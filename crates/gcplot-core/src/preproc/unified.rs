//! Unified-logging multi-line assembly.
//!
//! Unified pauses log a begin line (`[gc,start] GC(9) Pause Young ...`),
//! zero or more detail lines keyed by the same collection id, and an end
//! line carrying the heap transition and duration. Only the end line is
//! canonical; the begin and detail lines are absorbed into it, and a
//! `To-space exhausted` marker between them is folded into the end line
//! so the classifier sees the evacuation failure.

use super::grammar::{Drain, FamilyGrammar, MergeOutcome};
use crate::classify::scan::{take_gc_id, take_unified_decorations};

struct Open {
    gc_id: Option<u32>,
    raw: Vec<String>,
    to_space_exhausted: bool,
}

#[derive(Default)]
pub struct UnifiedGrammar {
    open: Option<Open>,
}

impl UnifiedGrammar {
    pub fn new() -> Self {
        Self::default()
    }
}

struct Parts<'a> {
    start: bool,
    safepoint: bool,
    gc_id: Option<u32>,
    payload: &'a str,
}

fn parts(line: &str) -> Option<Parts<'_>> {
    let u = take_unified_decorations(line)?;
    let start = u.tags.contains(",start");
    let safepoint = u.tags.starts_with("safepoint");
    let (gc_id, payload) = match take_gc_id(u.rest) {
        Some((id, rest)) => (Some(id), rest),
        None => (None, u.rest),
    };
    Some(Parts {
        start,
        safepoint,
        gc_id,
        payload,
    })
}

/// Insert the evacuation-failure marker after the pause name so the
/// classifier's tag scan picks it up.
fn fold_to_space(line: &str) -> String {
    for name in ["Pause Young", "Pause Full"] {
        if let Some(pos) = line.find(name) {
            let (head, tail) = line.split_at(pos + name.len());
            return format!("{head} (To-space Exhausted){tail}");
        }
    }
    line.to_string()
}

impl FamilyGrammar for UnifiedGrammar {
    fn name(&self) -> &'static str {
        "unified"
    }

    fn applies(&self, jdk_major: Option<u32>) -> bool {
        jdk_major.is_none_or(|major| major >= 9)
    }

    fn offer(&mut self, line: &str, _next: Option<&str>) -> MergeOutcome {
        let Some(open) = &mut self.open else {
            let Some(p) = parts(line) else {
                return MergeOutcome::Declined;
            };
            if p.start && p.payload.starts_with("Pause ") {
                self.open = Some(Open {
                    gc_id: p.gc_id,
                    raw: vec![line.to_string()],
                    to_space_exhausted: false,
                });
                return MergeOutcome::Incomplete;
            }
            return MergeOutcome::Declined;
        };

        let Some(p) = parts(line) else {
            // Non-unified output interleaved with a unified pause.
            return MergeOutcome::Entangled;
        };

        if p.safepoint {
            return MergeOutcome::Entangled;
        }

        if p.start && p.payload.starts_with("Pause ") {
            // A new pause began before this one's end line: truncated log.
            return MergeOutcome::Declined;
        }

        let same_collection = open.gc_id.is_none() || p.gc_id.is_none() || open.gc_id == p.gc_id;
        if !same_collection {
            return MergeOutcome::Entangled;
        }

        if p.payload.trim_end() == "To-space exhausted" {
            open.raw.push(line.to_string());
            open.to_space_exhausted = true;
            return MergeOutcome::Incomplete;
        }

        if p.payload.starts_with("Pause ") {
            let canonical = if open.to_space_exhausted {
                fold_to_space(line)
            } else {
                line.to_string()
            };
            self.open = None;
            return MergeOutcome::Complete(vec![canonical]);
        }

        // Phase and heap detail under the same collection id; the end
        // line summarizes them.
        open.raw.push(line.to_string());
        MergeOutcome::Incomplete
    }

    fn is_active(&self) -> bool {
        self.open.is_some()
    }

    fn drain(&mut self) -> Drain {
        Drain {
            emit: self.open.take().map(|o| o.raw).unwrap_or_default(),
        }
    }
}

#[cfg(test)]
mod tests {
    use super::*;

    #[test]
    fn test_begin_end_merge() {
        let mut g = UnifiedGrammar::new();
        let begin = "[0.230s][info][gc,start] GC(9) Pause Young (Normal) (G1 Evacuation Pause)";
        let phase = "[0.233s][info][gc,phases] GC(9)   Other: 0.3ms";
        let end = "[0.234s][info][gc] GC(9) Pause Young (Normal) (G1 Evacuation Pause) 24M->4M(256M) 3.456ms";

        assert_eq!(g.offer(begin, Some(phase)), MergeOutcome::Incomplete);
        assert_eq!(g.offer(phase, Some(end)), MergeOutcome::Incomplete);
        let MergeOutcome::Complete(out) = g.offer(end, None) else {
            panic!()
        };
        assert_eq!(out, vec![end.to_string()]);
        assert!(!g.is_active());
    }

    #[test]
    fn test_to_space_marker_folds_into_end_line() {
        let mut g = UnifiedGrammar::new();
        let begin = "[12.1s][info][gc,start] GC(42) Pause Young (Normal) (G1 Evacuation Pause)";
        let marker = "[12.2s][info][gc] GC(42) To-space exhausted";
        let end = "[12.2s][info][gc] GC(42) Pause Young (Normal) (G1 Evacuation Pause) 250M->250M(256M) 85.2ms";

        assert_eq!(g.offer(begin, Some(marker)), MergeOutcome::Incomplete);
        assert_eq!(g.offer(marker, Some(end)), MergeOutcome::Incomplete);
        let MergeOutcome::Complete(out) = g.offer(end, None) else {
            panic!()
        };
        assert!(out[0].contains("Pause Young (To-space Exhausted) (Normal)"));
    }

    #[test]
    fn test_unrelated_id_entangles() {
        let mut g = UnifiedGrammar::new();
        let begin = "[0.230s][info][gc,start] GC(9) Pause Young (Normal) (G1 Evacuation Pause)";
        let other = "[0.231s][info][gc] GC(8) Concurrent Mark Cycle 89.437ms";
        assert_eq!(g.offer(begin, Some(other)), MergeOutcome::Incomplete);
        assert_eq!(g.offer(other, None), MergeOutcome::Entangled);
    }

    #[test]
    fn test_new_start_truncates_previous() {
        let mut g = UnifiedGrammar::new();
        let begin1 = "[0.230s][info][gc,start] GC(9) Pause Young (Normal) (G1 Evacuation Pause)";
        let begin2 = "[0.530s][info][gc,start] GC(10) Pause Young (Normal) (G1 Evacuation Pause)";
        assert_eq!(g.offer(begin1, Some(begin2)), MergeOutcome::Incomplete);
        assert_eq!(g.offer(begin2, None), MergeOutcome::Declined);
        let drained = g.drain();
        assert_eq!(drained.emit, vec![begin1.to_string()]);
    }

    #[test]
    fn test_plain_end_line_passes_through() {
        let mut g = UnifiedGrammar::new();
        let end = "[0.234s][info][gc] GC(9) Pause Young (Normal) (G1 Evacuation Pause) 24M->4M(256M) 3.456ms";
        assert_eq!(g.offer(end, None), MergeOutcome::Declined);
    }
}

* _WORK INSTRUCTION_
Show every line above in which the word "safepoint" is found.

* _EXERCISE RESULT_
    safepoint: bool,
    let safepoint = u.tags.starts_with("safepoint");
        safepoint,
        if p.safepoint {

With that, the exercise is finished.